The agonizing wait is over in British Columbia. The election is done. The corporate media won. That last overwhelming reality speaks to the biggest crisis democracy faces here and across the country: a concentrated, corporate media ruthlessly determined to smash governments that dare to even think about taking progressive initiatives.

The Bad | The Good | The Ugly | The Green | The Future

The Bad

Don’t get me wrong; as the government, the provincial New Democratic Party made mistakes – too many mistakes and too big. Mega projects like the fast ferries and the Sky Train were bad policy – and handed the opposition clubs to bash the government with. Exporting raw logs was an affront to the ecology and economy. The NDP’s attitude toward people on welfare smacked of the neo-liberal, deserving/undeserving poor philosophy. And former premier Glen Clark walked into his casino fiasco with his characteristic arrogance in full bloom.

After two terms in power, almost no government is deemed to “deserve” another one.

The Good

But, unlike any other NDP government facing certain defeat, this one did not go down whimpering. It didn’t try to please the business class or send striking workers back to their jobs.

Instead, it ran on a platform that opposed tax cuts. It passed legislation to force the labelling of genetically modified foods. It achieved an historic agreement between all stakeholders to save the Great Bear rain forest.

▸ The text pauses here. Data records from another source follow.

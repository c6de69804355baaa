//! CLI parsing and dispatch.

mod commands;

use std::path::PathBuf;
use std::time::Duration;

use clap::{Parser, Subcommand};

use crate::config::{Settings, SiteProfile};
use crate::upload::DeliverySettings;

#[derive(Parser)]
#[command(name = "vidacquire")]
#[command(about = "Media acquisition pipeline for bot-protected video hosts")]
#[command(version)]
pub struct Cli {
    /// Store DSN (SQLite path or sqlite:// URL)
    #[arg(long, env = "VIDACQUIRE_DB", default_value = "vidacquire.db", global = true)]
    connection_string: String,

    /// Root directory for downloads and logs
    #[arg(long, env = "VIDACQUIRE_DOWNLOAD_DIR", default_value = "downloads", global = true)]
    download_dir: PathBuf,

    /// Challenge-solver endpoint
    #[arg(long, env = "VIDACQUIRE_SOLVER_URL", default_value = "http://localhost:8191", global = true)]
    solver_url: String,

    /// Delivery bot token (uploads enabled only with chat id and base URL)
    #[arg(long, env = "VIDACQUIRE_DELIVERY_TOKEN", global = true)]
    delivery_token: Option<String>,

    /// Delivery chat id
    #[arg(long, env = "VIDACQUIRE_DELIVERY_CHAT_ID", global = true)]
    delivery_chat_id: Option<String>,

    /// Delivery API base URL
    #[arg(long, env = "VIDACQUIRE_DELIVERY_BASE_URL", global = true)]
    delivery_base_url: Option<String>,

    /// Concurrent download workers
    #[arg(long, env = "VIDACQUIRE_DOWNLOADS", default_value = "3", global = true)]
    downloads: usize,

    /// Concurrent upload workers
    #[arg(long, env = "VIDACQUIRE_UPLOADS", default_value = "2", global = true)]
    uploads: usize,

    /// Solver session time-to-live in minutes
    #[arg(long, env = "VIDACQUIRE_SESSION_TTL_MINUTES", default_value = "30", global = true)]
    session_ttl_minutes: u64,

    /// Default channel check interval in minutes
    #[arg(long, env = "VIDACQUIRE_DEFAULT_INTERVAL_MINUTES", default_value = "60", global = true)]
    default_interval_minutes: i64,

    /// Path marker identifying post pages on the host
    #[arg(long, env = "VIDACQUIRE_POST_MARKER", default_value = "/post/", global = true)]
    post_marker: String,

    /// Extension of direct media URLs on the host
    #[arg(long, env = "VIDACQUIRE_MEDIA_EXT", default_value = ".mp4", global = true)]
    media_ext: String,

    /// Known media CDN hosts (comma separated)
    #[arg(long, env = "VIDACQUIRE_CDN_HOSTS", value_delimiter = ',', global = true)]
    cdn_hosts: Vec<String>,

    /// Enable verbose logging
    #[arg(short, long, global = true)]
    pub verbose: bool,

    #[command(subcommand)]
    command: Commands,
}

#[derive(Subcommand)]
enum Commands {
    /// Initialize the store and verify solver reachability
    Init,

    /// Run the automated scan/download/upload loop until interrupted
    Run,

    /// Scan one channel fully and process everything it yields
    Scan {
        /// Channel name (from the store) or a listing URL
        channel: String,
        /// Maximum candidates to process
        #[arg(short, long, default_value = "500")]
        limit: usize,
    },

    /// Show store counts and pipeline state
    Status,

    /// Manage monitored channels
    Channel {
        #[command(subcommand)]
        command: ChannelCommands,
    },
}

#[derive(Subcommand)]
enum ChannelCommands {
    /// Add or update a channel
    Add {
        /// Display name
        name: String,
        /// Absolute listing URL
        url: String,
        /// Check interval in minutes (defaults to the global default)
        #[arg(short, long)]
        interval: Option<i64>,
    },
    /// List configured channels
    List,
}

/// Check if verbose mode is enabled (for early logging setup).
pub fn is_verbose() -> bool {
    std::env::args().any(|arg| arg == "-v" || arg == "--verbose")
}

impl Cli {
    fn settings(&self) -> Settings {
        let delivery = match (
            &self.delivery_token,
            &self.delivery_chat_id,
            &self.delivery_base_url,
        ) {
            (Some(token), Some(chat_id), Some(base_url)) => Some(DeliverySettings {
                token: token.clone(),
                chat_id: chat_id.clone(),
                base_url: base_url.clone(),
            }),
            _ => None,
        };

        Settings {
            database_path: Settings::database_path_from_dsn(&self.connection_string),
            download_dir: self.download_dir.clone(),
            solver_url: self.solver_url.clone(),
            delivery,
            download_workers: self.downloads,
            upload_workers: self.uploads,
            session_ttl: Duration::from_secs(self.session_ttl_minutes * 60),
            default_interval_minutes: self.default_interval_minutes,
            cycle_delay: Duration::from_secs(60),
            site: SiteProfile {
                post_path_marker: self.post_marker.clone(),
                media_extension: self.media_ext.clone(),
                cdn_hosts: self.cdn_hosts.clone(),
                ..SiteProfile::default()
            },
        }
    }
}

/// Parse arguments and run the selected command.
pub async fn run() -> anyhow::Result<()> {
    let cli = Cli::parse();
    let settings = cli.settings();

    match &cli.command {
        Commands::Init => commands::init::cmd_init(&settings).await,
        Commands::Run => commands::run::cmd_run(&settings).await,
        Commands::Scan { channel, limit } => {
            commands::scan::cmd_scan(&settings, channel, *limit).await
        }
        Commands::Status => commands::status::cmd_status(&settings).await,
        Commands::Channel { command } => match command {
            ChannelCommands::Add { name, url, interval } => {
                commands::channel::cmd_add(&settings, name, url, *interval)
            }
            ChannelCommands::List => commands::channel::cmd_list(&settings),
        },
    }
}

When you’re fed up with the mistakes and blunders, it’s easy to forget that this was the only government to oppose the Multilateral Agreement on Investments (MAI) and the World Trade Organization. It also:

  • increased minimum wages;
  • froze and then reduced tuition fees;
  • that took the strongest stand of any government in the world against tobacco companies;
  • banned water exports;
  • increased health and education spending;
  • built three new universities and
  • became the first and only jurisdiction in North America to give protection to 12 per cent of its land base.

The Ugly

A big part of the reason why people forgot these things had to do with the fact that every one of them was attacked relentlessly by the provinces’ biggest media outlets – The Vancouver Sun, The Province and the overwhelmingly dominant CTV outlet, BCTV. For sheer ideological and partisan savagery, no other provincial media comes close. The world’s only public hearings into the MAI were ridiculed – and then boycotted; tough anti-tobacco legislation was denounced on the front pages as a “tax-grab.” Efforts (flawed as they were) to sign treaties with First Nations were dismissed as providing special rights to a minority.

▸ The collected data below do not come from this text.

//! Repository layer for SQLite persistence.
//!
//! Repositories open a fresh connection per call and create their schema on
//! construction. SQLite serializes writes to the same row, which is all the
//! pipeline assumes; there are no cross-row transactions.

mod channel;
mod video;

pub use channel::ChannelRepository;
pub use video::VideoRepository;

use chrono::{DateTime, Utc};
use std::path::Path;
use tracing::warn;

pub type Result<T> = std::result::Result<T, rusqlite::Error>;

/// Open a connection with a busy timeout so concurrent workers queue on
/// row locks instead of failing.
fn connect(db_path: &Path) -> Result<rusqlite::Connection> {
    let conn = rusqlite::Connection::open(db_path)?;
    conn.busy_timeout(std::time::Duration::from_secs(10))?;
    Ok(conn)
}

/// Parse a timestamp column written by this process (RFC 3339).
///
/// A value that does not parse came from outside the writer path; it is
/// reported and treated as absent rather than silently mapped to a
/// sentinel instant.
pub fn parse_timestamp(s: &str) -> Option<DateTime<Utc>> {
    match DateTime::parse_from_rfc3339(s) {
        Ok(dt) => Some(dt.with_timezone(&Utc)),
        Err(e) => {
            warn!(value = %s, error = %e, "unparseable timestamp in store");
            None
        }
    }
}

#[cfg(test)]
mod tests {
    use super::*;

    #[test]
    fn test_parse_timestamp_roundtrip() {
        let now = Utc::now();
        let parsed = parse_timestamp(&now.to_rfc3339()).unwrap();
        assert_eq!(parsed, now);
    }

    #[test]
    fn test_parse_timestamp_rejects_garbage() {
        assert!(parse_timestamp("not-a-date").is_none());
        assert!(parse_timestamp("").is_none());
    }
}
//! vidacquire - media acquisition pipeline for bot-protected video hosts.

use tracing_subscriber::{layer::SubscriberExt, util::SubscriberInitExt};

use vidacquire::cli;

#[tokio::main]
async fn main() -> anyhow::Result<()> {
    // Load .env file if present (before anything else)
    let _ = dotenvy::dotenv();

    // Initialize logging based on verbosity
    let default_filter = if cli::is_verbose() {
        "vidacquire=info"
    } else {
        "vidacquire=warn"
    };

    tracing_subscriber::registry()
        .with(
            tracing_subscriber::EnvFilter::try_from_default_env()
                .unwrap_or_else(|_| default_filter.into()),
        )
        .with(tracing_subscriber::fmt::layer())
        .init();

    cli::run().await
}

Many people also seemed to forget that former premier Glen Clark was brought down by a political conspiracy consisting of BCTV, the Royal Canadian Mounted Police and the Liberal Party. While Clark was guilty of stupidity, he will be found innocent of any wrongdoing. In order to create maximum damage to a government and party that B.C.’s elites are determined to bury once and for all, Clark’s trial was delayed.

Is the NDP about to go the way of the old Social Credit Party? While Green Party leader Adriane Carr might hope so, the vultures aren’t circling just yet.

The Green

The Green Party was not a spoiler in the same manner that Ralph Nader’s Greens were accused of being in the recent American presidential election. The B.C. version of Green is a group of environmental zealots whose engagement on other issues is shallow and opportunistic at best. Carr dissed a forty-six-day strike by transit workers by suggesting that transit should be an essential service. She did the same to striking nurses, saying “enough is enough.” Invited some months ago to speak on a panel about the threat of trade agreements (panellists included the NDP’s Gordon Wilson, her opponent in the election) she used her entire time to denounce the NDP: not a word about trade.

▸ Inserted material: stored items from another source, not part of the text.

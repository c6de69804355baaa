//! Canned-response HTTP fixture for integration tests.
//!
//! A bare tokio TCP listener that speaks just enough HTTP/1.1 for reqwest:
//! routes are keyed by "METHOD /path", each holding either a sequence of
//! canned responses (the last one repeats) or a handler closure. Every hit
//! is recorded for assertions.

#![allow(dead_code)]

use std::collections::HashMap;
use std::sync::atomic::{AtomicUsize, Ordering};
use std::sync::{Arc, Mutex};
use std::time::Duration;

use tokio::io::{AsyncReadExt, AsyncWriteExt};
use tokio::net::TcpListener;

#[derive(Clone)]
pub struct CannedResponse {
    pub status: u16,
    pub headers: Vec<(String, String)>,
    pub body: Vec<u8>,
    /// Artificial service delay before the response is written.
    pub delay: Duration,
}

impl CannedResponse {
    pub fn new(status: u16) -> Self {
        Self {
            status,
            headers: Vec::new(),
            body: Vec::new(),
            delay: Duration::ZERO,
        }
    }

    pub fn with_body(mut self, body: impl Into<Vec<u8>>) -> Self {
        self.body = body.into();
        self
    }

    pub fn with_header(mut self, name: &str, value: &str) -> Self {
        self.headers.push((name.to_string(), value.to_string()));
        self
    }

    pub fn with_delay(mut self, delay: Duration) -> Self {
        self.delay = delay;
        self
    }

    pub fn json(status: u16, body: &str) -> Self {
        Self::new(status)
            .with_header("Content-Type", "application/json")
            .with_body(body.as_bytes().to_vec())
    }
}

pub struct ParsedRequest {
    pub method: String,
    pub path: String,
    pub body: Vec<u8>,
}

type Handler = Box<dyn Fn(&ParsedRequest) -> CannedResponse + Send + Sync>;

enum Route {
    Canned(Vec<CannedResponse>, AtomicUsize),
    Dynamic(Handler),
}

#[derive(Default)]
pub struct TestServerBuilder {
    routes: HashMap<String, Route>,
}

impl TestServerBuilder {
    /// Register a sequence of responses for "METHOD /path". The last
    /// response repeats once the sequence is exhausted.
    pub fn route(mut self, key: &str, responses: Vec<CannedResponse>) -> Self {
        self.routes
            .insert(key.to_string(), Route::Canned(responses, AtomicUsize::new(0)));
        self
    }

    /// Register a handler closure for "METHOD /path".
    pub fn handler(
        mut self,
        key: &str,
        handler: impl Fn(&ParsedRequest) -> CannedResponse + Send + Sync + 'static,
    ) -> Self {
        self.routes
            .insert(key.to_string(), Route::Dynamic(Box::new(handler)));
        self
    }

    pub async fn start(self) -> TestServer {
        let listener = TcpListener::bind("127.0.0.1:0").await.unwrap();
        let addr = listener.local_addr().unwrap();
        let routes = Arc::new(self.routes);
        let hits = Arc::new(Mutex::new(Vec::new()));

        let loop_routes = routes.clone();
        let loop_hits = hits.clone();
        let handle = tokio::spawn(async move {
            loop {
                let Ok((stream, _)) = listener.accept().await else {
                    break;
                };
                let routes = loop_routes.clone();
                let hits = loop_hits.clone();
                tokio::spawn(async move {
                    let _ = serve_connection(stream, routes, hits).await;
                });
            }
        });

        TestServer { addr, hits, handle }
    }
}

pub struct TestServer {
    addr: std::net::SocketAddr,
    hits: Arc<Mutex<Vec<String>>>,
    handle: tokio::task::JoinHandle<()>,
}

impl TestServer {
    pub fn builder() -> TestServerBuilder {
        TestServerBuilder::default()
    }

    pub fn url(&self, path: &str) -> String {
        format!("http://{}{}", self.addr, path)
    }

    /// All recorded hits as "METHOD /path".
    pub fn hits(&self) -> Vec<String> {
        self.hits.lock().unwrap().clone()
    }

    pub fn hit_count(&self, key: &str) -> usize {
        self.hits().iter().filter(|h| h.as_str() == key).count()
    }
}

impl Drop for TestServer {
    fn drop(&mut self) {
        self.handle.abort();
    }
}

async fn serve_connection(
    mut stream: tokio::net::TcpStream,
    routes: Arc<HashMap<String, Route>>,
    hits: Arc<Mutex<Vec<String>>>,
) -> std::io::Result<()> {
    // Connection: close below makes one request per connection.
    let request = match read_request(&mut stream).await? {
        Some(r) => r,
        None => return Ok(()),
    };

    let key = format!("{} {}", request.method, request.path);
    hits.lock().unwrap().push(key.clone());

    let response = match routes.get(&key) {
        Some(Route::Canned(responses, index)) => {
            let i = index.fetch_add(1, Ordering::SeqCst).min(responses.len() - 1);
            responses[i].clone()
        }
        Some(Route::Dynamic(handler)) => handler(&request),
        None => CannedResponse::new(404).with_body(b"not found".to_vec()),
    };

    if !response.delay.is_zero() {
        tokio::time::sleep(response.delay).await;
    }

    let reason = match response.status {
        200 => "OK",
        404 => "Not Found",
        405 => "Method Not Allowed",
        500 => "Internal Server Error",
        _ => "Response",
    };
    let mut head = format!("HTTP/1.1 {} {}\r\n", response.status, reason);
    let has_explicit_length = response
        .headers
        .iter()
        .any(|(name, _)| name.eq_ignore_ascii_case("content-length"));
    if !has_explicit_length {
        head.push_str(&format!("Content-Length: {}\r\n", response.body.len()));
    }
    for (name, value) in &response.headers {
        head.push_str(&format!("{}: {}\r\n", name, value));
    }
    head.push_str("Connection: close\r\n\r\n");

    stream.write_all(head.as_bytes()).await?;
    if request.method != "HEAD" {
        stream.write_all(&response.body).await?;
    }
    stream.flush().await?;
    Ok(())
}

async fn read_request(
    stream: &mut tokio::net::TcpStream,
) -> std::io::Result<Option<ParsedRequest>> {
    let mut buf = Vec::new();
    let mut chunk = [0u8; 4096];

    let header_end = loop {
        let n = stream.read(&mut chunk).await?;
        if n == 0 {
            return Ok(None);
        }
        buf.extend_from_slice(&chunk[..n]);
        if let Some(pos) = find_header_end(&buf) {
            break pos;
        }
        if buf.len() > 1 << 20 {
            return Ok(None);
        }
    };

    let head = String::from_utf8_lossy(&buf[..header_end]).to_string();
    let mut lines = head.lines();
    let request_line = lines.next().unwrap_or("");
    let mut parts = request_line.split_whitespace();
    let method = parts.next().unwrap_or("").to_string();
    let path = parts.next().unwrap_or("").to_string();

    let content_length = lines
        .filter_map(|line| {
            let (name, value) = line.split_once(':')?;
            if name.eq_ignore_ascii_case("content-length") {
                value.trim().parse::<usize>().ok()
            } else {
                None
            }
        })
        .next()
        .unwrap_or(0);

    let mut body = buf[header_end + 4..].to_vec();
    while body.len() < content_length {
        let n = stream.read(&mut chunk).await?;
        if n == 0 {
            break;
        }
        body.extend_from_slice(&chunk[..n]);
    }
    body.truncate(content_length);

    Ok(Some(ParsedRequest { method, path, body }))
}

fn find_header_end(buf: &[u8]) -> Option<usize> {
    buf.windows(4).position(|w| w == b"\r\n\r\n")
}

The Green Party failed to get a seat, but they did help to knock off some the biggest names in the NDP by splitting the vote:

  • NDP leader and first premier of colour, Ujjal Dosanjh,
  • former Progressive Democratic Alliance leader Gordon Wilson,
  • populist leadership contender Corky Evans,
  • and Canada’s first openly gay cabinet minister, Tim Stevenson.

All of them lost by margins smaller than the Green candidate’s vote.

Even here, the corporate media managed to work overtime to ensure a wipe-out of the NDP – shamelessly promoting the Greens as “mainstream” and, for two weeks, suggesting that it was a toss-up which party would be the opposition (the Greens received 12 per cent to the NDP’s 21 per cent). But a majority of those who consider themselves green don’t support the party. David Cadman, the highly respected co-chair of the British Columbia Environmental Network, went public to make the point that the NDP had the best environmental record in the country.

The Future

The future of progressive politics in B.C. is impossible to predict, except that it will be decided largely outside the legislature. And there is no question that the NDP faces a crisis. But for those on the left outside the party, the problems of the NDP are their problems, too. They start with a corporate media that will try to trash any effort to challenge the corporate order.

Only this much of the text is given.